Posted on 11/26/2009 5:12:04 PM PST by Steelfish

November 27, 2009 Dubai in Deep Water As Ripples From Debt Crisis Spread

Patrick Hosking and David Robertson

Work has been halted on the artificial islands Fears of a dangerous new phase in the economic crisis swept around the globe yesterday as traders responded to the shock announcement that a debt-laden Dubai state corporation was unable to meet its interest bill.

Shares plunged, weak currencies were battered and more than £14 billion was wiped from the value of British banks on fears that they would be left nursing new losses.

Nervous traders transferred the focus of their anxieties from the risk of companies failing to the risk of nation states defaulting. Investors owed money by Mexico, Russia and Greece saw the price of insuring themselves against default rocket.

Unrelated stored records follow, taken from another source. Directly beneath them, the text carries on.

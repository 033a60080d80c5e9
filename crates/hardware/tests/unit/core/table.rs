//! Prediction Table Tests.
//!
//! Verifies first-sighting creation, insertion-order eviction at the entry
//! limit, and that hits neither reset nor promote an entry.

use dcpt_core::common::constants::ENTRY_LIMIT;
use dcpt_core::AccessEvent;
use dcpt_core::core::{ColdCache, PredictionEntry, PredictionTable, PrefetchEngine};
use pretty_assertions::assert_eq;

// ══════════════════════════════════════════════════════════
// 1. Creation
// ══════════════════════════════════════════════════════════

#[test]
fn new_entry_starts_at_first_address() {
    let mut table = PredictionTable::new(4, 6);
    let (entry, created) = table.find_or_create(0x400, 0x8000);
    assert!(created);
    assert_eq!(entry.pc(), 0x400);
    assert_eq!(entry.last_address(), 0x8000);
    assert_eq!(entry.last_prefetch(), 0);
    assert_eq!(entry.deltas().to_vec(), vec![1]);
}

/// A second lookup returns the existing entry and ignores the new address.
#[test]
fn repeat_lookup_does_not_recreate() {
    let mut table = PredictionTable::new(4, 6);
    let _ = table.find_or_create(0x400, 0x8000);
    let (entry, created) = table.find_or_create(0x400, 0x9000);
    assert!(!created);
    assert_eq!(entry.last_address(), 0x8000);
    assert_eq!(table.len(), 1);
}

#[test]
fn entries_carry_configured_history() {
    let mut table = PredictionTable::new(4, 3);
    let (entry, _) = table.find_or_create(0x10, 0);
    assert_eq!(entry.deltas().capacity(), 3);
}

// ══════════════════════════════════════════════════════════
// 2. Eviction
// ══════════════════════════════════════════════════════════

#[test]
fn oldest_inserted_entry_is_evicted() {
    let mut table = PredictionTable::new(3, 6);
    for pc in [1, 2, 3] {
        let _ = table.find_or_create(pc, pc * 0x1000);
    }
    assert!(table.is_full());
    assert_eq!(table.oldest().map(PredictionEntry::pc), Some(1));

    let _ = table.find_or_create(4, 0x4000);
    assert_eq!(table.len(), 3);
    assert!(!table.contains(1));
    assert_eq!(table.pcs().collect::<Vec<_>>(), vec![2, 3, 4]);
}

/// Hits do not refresh an entry's position: the most used entry still goes first.
#[test]
fn hits_do_not_promote() {
    let mut table = PredictionTable::new(2, 6);
    let _ = table.find_or_create(1, 0);
    let _ = table.find_or_create(2, 0);
    for _ in 0..10 {
        let _ = table.find_or_create(1, 0);
    }
    let _ = table.find_or_create(3, 0);
    assert!(!table.contains(1));
    assert!(table.contains(2));
    assert!(table.contains(3));
}

/// An evicted instruction comes back as a fresh entry.
#[test]
fn evicted_pc_is_recreated_fresh() {
    let mut table = PredictionTable::new(1, 6);
    let _ = table.find_or_create(1, 0);
    let _ = table.find_or_create(2, 0);
    let (entry, created) = table.find_or_create(1, 0x5000);
    assert!(created);
    assert_eq!(entry.last_address(), 0x5000);
    assert!(!table.contains(2));
}

#[test]
fn default_engine_holds_entry_limit_entries() {
    let mut engine = PrefetchEngine::default();
    let mut issued = Vec::new();
    for pc in 0..=ENTRY_LIMIT as u64 {
        let _ = engine.access(AccessEvent::new(pc, 0x1000), &ColdCache, &mut issued);
    }

    assert_eq!(engine.table().len(), ENTRY_LIMIT);
    assert!(!engine.table().contains(0));
    assert!(engine.table().contains(ENTRY_LIMIT as u64));
    assert_eq!(engine.stats().entries_created, ENTRY_LIMIT as u64 + 1);
    assert_eq!(engine.stats().entries_evicted, 1);
    assert!(issued.is_empty());
}

#[test]
fn clear_empties_table() {
    let mut table = PredictionTable::new(2, 6);
    let _ = table.find_or_create(1, 0);
    table.clear();
    assert!(table.is_empty());
    assert!(table.oldest().is_none());
}
//! Delta-correlating prefetcher core.
//!
//! This module contains the prediction machinery, leaf first: the bounded
//! FIFO every structure is built on, stride deltas and their history, the
//! per-instruction entries and the table holding them, the correlator, the
//! admission filter, and the engine that ties them together.

/// Stride projection from repeated delta pairs.
pub mod correlator;

/// Stride deltas, the storable window, and per-entry history.
pub mod delta;

/// The prefetch pipeline and its owned state.
pub mod engine;

/// Per-instruction prediction entries and stride recording.
pub mod entry;

/// Bounded oldest-first-eviction collection.
pub mod fifo;

/// Admission filter and in-flight queue.
pub mod filter;

/// Prediction table keyed by instruction address.
pub mod table;

/// Host-facing probe and sink traits.
pub mod traits;

pub use self::correlator::{Candidates, correlate};
pub use self::delta::{Delta, DeltaBuffer, DeltaWindow};
pub use self::engine::PrefetchEngine;
pub use self::entry::{DeltaOutcome, PredictionEntry, StrideEncoding};
pub use self::fifo::BoundedFifo;
pub use self::filter::{Admission, AdmissionFilter, InFlightTracker, Verdict};
pub use self::table::PredictionTable;
pub use self::traits::{CacheProbe, ColdCache, PrefetchSink};
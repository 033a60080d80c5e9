//! # Configuration Tests
//!
//! Defaults, JSON deserialization with omitted fields, and validation.

use std::io::Write;

use dcpt_core::AccessEvent;
use dcpt_core::common::ConfigError;
use dcpt_core::config::*;
use dcpt_core::sim::Replayer;
use pretty_assertions::assert_eq;
use rstest::rstest;

#[test]
fn test_prefetcher_defaults() {
    let config = PrefetcherConfig::default();
    assert_eq!(config.entry_limit, 100);
    assert_eq!(config.deltas_per_entry, 6);
    assert_eq!(config.delta_bitfield_width, 10);
    assert_eq!(config.inflight_elements, 32);
    assert_eq!(config.block_size, 64);
    assert_eq!(config.stride_shift, 1);
    assert_eq!(config.max_delta(), 511);
    assert!(config.validate().is_ok());
}

#[test]
fn test_replay_defaults() {
    let replay = ReplayConfig::default();
    assert_eq!(replay.cache_blocks, 512);
    assert_eq!(replay.miss_queue_entries, 16);
    assert_eq!(replay.miss_latency, 8);
    assert!(replay.validate().is_ok());
}

#[test]
fn test_empty_document_is_default() {
    let config = Config::from_json("{}").unwrap();
    assert_eq!(config, Config::default());
}

#[test]
fn test_partial_section_keeps_other_defaults() {
    let config = Config::from_json(r#"{ "prefetcher": { "delta_bitfield_width": 6 } }"#).unwrap();
    assert_eq!(config.prefetcher.delta_bitfield_width, 6);
    assert_eq!(config.prefetcher.max_delta(), 31);
    assert_eq!(config.prefetcher.entry_limit, 100);
    assert_eq!(config.replay, ReplayConfig::default());
}

#[test]
fn test_round_trip_through_json() {
    let mut config = Config::default();
    config.prefetcher.inflight_elements = 8;
    config.replay.miss_latency = 0;
    let json = serde_json::to_string(&config).unwrap();
    assert_eq!(Config::from_json(&json).unwrap(), config);
}

#[rstest]
#[case::zero_entries(r#"{"prefetcher": {"entry_limit": 0}}"#)]
#[case::zero_deltas(r#"{"prefetcher": {"deltas_per_entry": 0}}"#)]
#[case::zero_in_flight(r#"{"prefetcher": {"inflight_elements": 0}}"#)]
#[case::zero_cache(r#"{"replay": {"cache_blocks": 0}}"#)]
#[case::zero_miss_queue(r#"{"replay": {"miss_queue_entries": 0}}"#)]
fn test_zero_capacity_rejected(#[case] json: &str) {
    assert!(matches!(
        Config::from_json(json),
        Err(ConfigError::ZeroCapacity { .. })
    ));
}

#[rstest]
#[case::huge_in_flight(r#"{"prefetcher": {"inflight_elements": 18446744073709551615}}"#)]
#[case::huge_entries(r#"{"prefetcher": {"entry_limit": 1048577}}"#)]
#[case::huge_deltas(r#"{"prefetcher": {"deltas_per_entry": 4294967296}}"#)]
#[case::huge_cache(r#"{"replay": {"cache_blocks": 18446744073709551615}}"#)]
#[case::huge_miss_queue(r#"{"replay": {"miss_queue_entries": 1048577}}"#)]
fn test_oversized_capacity_rejected(#[case] json: &str) {
    assert!(matches!(
        Config::from_json(json),
        Err(ConfigError::CapacityTooLarge { max: MAX_CAPACITY, .. })
    ));
}

#[test]
fn test_capacity_limit_is_inclusive() {
    let config = PrefetcherConfig {
        inflight_elements: MAX_CAPACITY,
        ..PrefetcherConfig::default()
    };
    assert!(config.validate().is_ok());
}

/// Every configuration that validates can build a replayer.
#[test]
fn test_validated_maximum_builds_replayer() {
    let json = format!(
        r#"{{ "prefetcher": {{ "inflight_elements": {MAX_CAPACITY}, "entry_limit": {MAX_CAPACITY} }},
            "replay": {{ "cache_blocks": {MAX_CAPACITY}, "miss_queue_entries": {MAX_CAPACITY} }} }}"#
    );
    let config = Config::from_json(&json).unwrap();
    let mut replayer = Replayer::try_new(&config).unwrap();
    let _ = replayer.step(AccessEvent::new(0x400, 0x1000));
    assert_eq!(replayer.stats().accesses, 1);
}

#[rstest]
#[case(0)]
#[case(48)]
#[case(100)]
fn test_block_size_must_be_power_of_two(#[case] block_size: u64) {
    let config = PrefetcherConfig {
        block_size,
        ..PrefetcherConfig::default()
    };
    assert!(matches!(
        config.validate(),
        Err(ConfigError::InvalidBlockSize(b)) if b == block_size
    ));
}

#[rstest]
#[case(0, false)]
#[case(1, false)]
#[case(2, true)]
#[case(32, true)]
#[case(33, false)]
fn test_delta_width_range(#[case] width: u32, #[case] ok: bool) {
    let config = PrefetcherConfig {
        delta_bitfield_width: width,
        ..PrefetcherConfig::default()
    };
    assert_eq!(config.validate().is_ok(), ok);
}

#[test]
fn test_stride_shift_limit() {
    let config = PrefetcherConfig {
        stride_shift: 63,
        ..PrefetcherConfig::default()
    };
    assert!(matches!(
        config.validate(),
        Err(ConfigError::InvalidStrideShift(63))
    ));
}

#[test]
fn test_malformed_json_is_parse_error() {
    assert!(matches!(
        Config::from_json("{ not json"),
        Err(ConfigError::Parse(_))
    ));
}

#[test]
fn test_from_file() {
    let mut file = tempfile::NamedTempFile::new().unwrap();
    write!(file, r#"{{ "prefetcher": {{ "stride_shift": 0 }} }}"#).unwrap();
    let config = Config::from_file(file.path()).unwrap();
    assert_eq!(config.prefetcher.stride_shift, 0);
}

#[test]
fn test_missing_file_is_io_error() {
    let dir = tempfile::tempdir().unwrap();
    let err = Config::from_file(dir.path().join("absent.json")).unwrap_err();
    assert!(matches!(err, ConfigError::Io { .. }));
    assert!(err.to_string().contains("absent.json"));
}
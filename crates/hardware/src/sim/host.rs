//! Replay Cache Model.
//!
//! A deliberately small stand-in for the host cache, just detailed enough to
//! answer the prefetcher's probes and to judge whether prefetches helped:
//! 1. **Residency:** A fully associative set of blocks with FIFO replacement.
//! 2. **Miss queue:** Demand misses stay outstanding for a fixed number of accesses before their block becomes resident.
//! 3. **Prefetch tags:** Blocks installed by a prefetch are tagged until their first demand touch.
//!
//! Prefetches are installed immediately; only demand misses pay latency.

use std::collections::HashSet;

use crate::common::Addr;
use crate::config::ReplayConfig;
use crate::core::fifo::BoundedFifo;
use crate::core::traits::CacheProbe;

/// Outcome of a demand access against the model.
#[derive(Clone, Copy, Debug, PartialEq, Eq)]
pub enum DemandOutcome {
    /// The block was resident.
    Hit {
        /// Whether this is the first touch of a prefetched block.
        prefetched: bool,
    },
    /// The block was outstanding or absent.
    Miss {
        /// Whether the block already had a miss outstanding.
        merged: bool,
    },
}

/// Demand miss waiting to complete.
#[derive(Clone, Copy, Debug, PartialEq, Eq)]
struct PendingMiss {
    block: u64,
    ready_at: u64,
}

/// Fully associative FIFO cache model with a demand miss queue.
#[derive(Clone, Debug)]
pub struct ReplayCache {
    block_size: u64,
    miss_latency: u64,
    /// Demand accesses seen so far; the model's notion of time.
    now: u64,
    resident: BoundedFifo<u64>,
    resident_set: HashSet<u64>,
    prefetched: HashSet<u64>,
    pending: BoundedFifo<PendingMiss>,
}

impl ReplayCache {
    /// Creates an empty model cache.
    ///
    /// # Arguments
    ///
    /// * `config` - Resident capacity, miss queue depth, and miss latency.
    /// * `block_size` - Cache block size in bytes (zero is treated as one).
    pub fn new(config: &ReplayConfig, block_size: u64) -> Self {
        Self {
            block_size: block_size.max(1),
            miss_latency: config.miss_latency,
            now: 0,
            resident: BoundedFifo::new(config.cache_blocks),
            resident_set: HashSet::new(),
            prefetched: HashSet::new(),
            pending: BoundedFifo::new(config.miss_queue_entries),
        }
    }

    #[inline]
    fn block(&self, addr: Addr) -> u64 {
        addr / self.block_size
    }

    /// Installs a block, evicting the oldest resident block if full.
    ///
    /// # Returns
    ///
    /// `false` if the block was already resident.
    fn install(&mut self, block: u64) -> bool {
        if !self.resident_set.insert(block) {
            return false;
        }
        let resident_set = &mut self.resident_set;
        let prefetched = &mut self.prefetched;
        self.resident.push_with(block, |victim| {
            let _ = resident_set.remove(&victim);
            let _ = prefetched.remove(&victim);
        });
        true
    }

    /// Moves completed demand misses into the cache.
    fn retire(&mut self) {
        while self.pending.oldest().is_some_and(|m| m.ready_at <= self.now) {
            if let Some(miss) = self.pending.pop_oldest() {
                let _ = self.install(miss.block);
            }
        }
    }

    /// Performs a demand access.
    ///
    /// Advances the model clock by one access, retires completed misses,
    /// then looks the block up. An absent block is queued as a new miss;
    /// when the miss queue is full its oldest miss completes early.
    pub fn demand(&mut self, addr: Addr) -> DemandOutcome {
        self.now += 1;
        self.retire();

        let block = self.block(addr);
        if self.resident_set.contains(&block) {
            let prefetched = self.prefetched.remove(&block);
            return DemandOutcome::Hit { prefetched };
        }
        if self.pending.iter().any(|m| m.block == block) {
            return DemandOutcome::Miss { merged: true };
        }

        let miss = PendingMiss {
            block,
            ready_at: self.now.saturating_add(self.miss_latency),
        };
        if let Some(early) = self.pending.push(miss) {
            let _ = self.install(early.block);
        }
        self.retire();
        DemandOutcome::Miss { merged: false }
    }

    /// Installs a prefetched block and tags it.
    ///
    /// # Returns
    ///
    /// `true` if the block was not yet resident.
    pub fn install_prefetch(&mut self, addr: Addr) -> bool {
        let block = self.block(addr);
        if !self.install(block) {
            return false;
        }
        let _ = self.prefetched.insert(block);
        true
    }

    /// Number of resident blocks.
    pub fn resident_blocks(&self) -> usize {
        self.resident.len()
    }

    /// Number of outstanding demand misses.
    pub fn pending_misses(&self) -> usize {
        self.pending.len()
    }
}

impl CacheProbe for ReplayCache {
    fn is_cached(&self, addr: Addr) -> bool {
        self.resident_set.contains(&self.block(addr))
    }

    fn is_pending_miss(&self, addr: Addr) -> bool {
        let block = self.block(addr);
        self.pending.iter().any(|m| m.block == block)
    }
}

Although the scale of Dubai’s debts is comparatively modest at $80 billion (£48 billion), the uncertainty spooked the markets, with no one sure who its creditors are. Several banks rushed out statements to reassure investors that their exposure was small.

The FTSE 100 plunged by 171 points to 5,194 — its biggest one-day fall in eight months in one of the most jittery days in the financial markets since the depths of the banking crisis.

The Treasury, the Bank of England and the Financial Services Authority were monitoring events closely and are demanding figures from UK banks on their loan exposures to Dubai.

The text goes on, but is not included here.